Lake Tanganyika Fish - Xenotilapia Papilio

Xenotilapia Papilio – Lake Tanganyika Fish

Xenotilapia Papilio is a native species of cichlid located on Lake Tanganyika in East Africa. It is located on the west coast of the lake, between Tembwe (Deux) and Kanoni in the Democratic Republic of Congo.

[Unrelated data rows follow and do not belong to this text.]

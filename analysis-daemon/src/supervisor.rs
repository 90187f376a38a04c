//! The supervisor object: one per process, passed by reference to whatever
//! needs to start, stop or inspect workers.

use crate::driver_manager::DriverManager;
use crate::launcher::WorkerLauncher;
use crate::lifecycle::{LifecycleSettings, WorkerManager};
use crate::liveness::{ProcessProbe, SystemProbe};
use crate::monitor::WorkerMonitor;
use crate::registry::WorkerRegistry;
use crate::worker::{StopSummary, WorkerKind};
use std::path::PathBuf;
use std::sync::Arc;
use std::time::Duration;
use tracing::info;

pub struct Supervisor {
    registry: Arc<WorkerRegistry>,
    workers: Arc<WorkerManager>,
    driver: DriverManager,
    monitor: WorkerMonitor,
}

impl Supervisor {
    pub fn new(
        settings: LifecycleSettings,
        socket_dir: Option<PathBuf>,
        launcher: Arc<dyn WorkerLauncher>,
    ) -> Self {
        Self::with_probe(settings, socket_dir, launcher, Arc::new(SystemProbe::new()))
    }

    pub fn with_probe(
        settings: LifecycleSettings,
        socket_dir: Option<PathBuf>,
        launcher: Arc<dyn WorkerLauncher>,
        probe: Arc<dyn ProcessProbe>,
    ) -> Self {
        let registry = Arc::new(WorkerRegistry::new());
        let workers = Arc::new(WorkerManager::new(
            registry.clone(),
            probe.clone(),
            launcher,
            settings,
        ));
        let driver = DriverManager::new(workers.clone(), socket_dir);
        let monitor = WorkerMonitor::new(registry.clone(), probe, workers.clone());
        Self {
            registry,
            workers,
            driver,
            monitor,
        }
    }

    pub fn registry(&self) -> &Arc<WorkerRegistry> {
        &self.registry
    }

    pub fn workers(&self) -> &Arc<WorkerManager> {
        &self.workers
    }

    pub fn driver(&self) -> &DriverManager {
        &self.driver
    }

    pub fn monitor(&self) -> &WorkerMonitor {
        &self.monitor
    }

    /// Stop the monitor, then every worker, the driver last so the others
    /// can still flush through it while they exit.
    pub async fn shutdown(&self, timeout: Duration) -> StopSummary {
        self.monitor.stop_monitoring(timeout).await;

        let mut summary = StopSummary::default();
        for kind in WorkerKind::ALL.iter().rev() {
            if *kind == WorkerKind::DatabaseDriver {
                continue;
            }
            summary.merge(self.workers.stop(*kind, timeout).await);
        }
        summary.merge(self.driver.stop(timeout).await);
        info!(
            "Supervisor shutdown: {} stopped, {} failed",
            summary.stopped, summary.failed
        );
        summary
    }
}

Because of their origin location and appearance they end up getting names associated with that such as Xenotilapia Papilio Sunflower, Xenotilapia Papilio Kanoni, Xenotilapia Papilio Kipili, Xenotilapia Papilio Msanga, Xenotilapia Papilio Msalaba, Xenotilapia Papilio Sunflower Isanga, Xenotilapia Papilio Tembwe Deux, Xenotilapia Papilio Tembwe II and Xenotilapia Papilio Tembwe. The species thrives better in deeper waters, rocky environment, particularly in places with sand covered rocks, at water depths ranging from 3-40 meters (9.8-131.2 ft).


Brief Description of Xenotilapia Papilio

Xenotilapia Papilio is a small sized species that does not grow more than 10 cm (3.9 in) in full length. They do not show a clear gender differences, although mature females, those with mature eggs ready to be fertilized, show a belly that is more rounded.



Xenotilapia Papilio swimming in pairs to protect territoy
Xenotilapia Papilio swimming in pairs to protect territoy

Xenotilapia Papilio diet consists of invertebrates which it gets from the sediments by through its gills’ filtration. Copepod, ostracod, and insect larvae, algae and sand, are among the substances found in the list of things consumed in their stomachs. This type of species tend to be very territorial and possess mouthbrooder parents. They young ones live in small groups while older ones usually create pairs to protect their territory on the large rock upper face.



The Xenotilapia Papilio species was first recorded in 1989 by Heinz H. Büscher while diving on the west coast of Lake Tanganyika, 40 kilometers (25 mi) south of Moba. Its special name means “butterfly” because Büscher’s friends from Congo coined the name to the fish. The species was introduced at the Zoologische Staatssammlung München by Büscher.

Xenotilapia Papilio species’ range is geographically restricted but still has two different colors: in the Tembwe Deux type locality, they possess a covered dorsal fin that is decorated with spots that are black and white while in the north, adult fish have yellow fins that do not have black markings.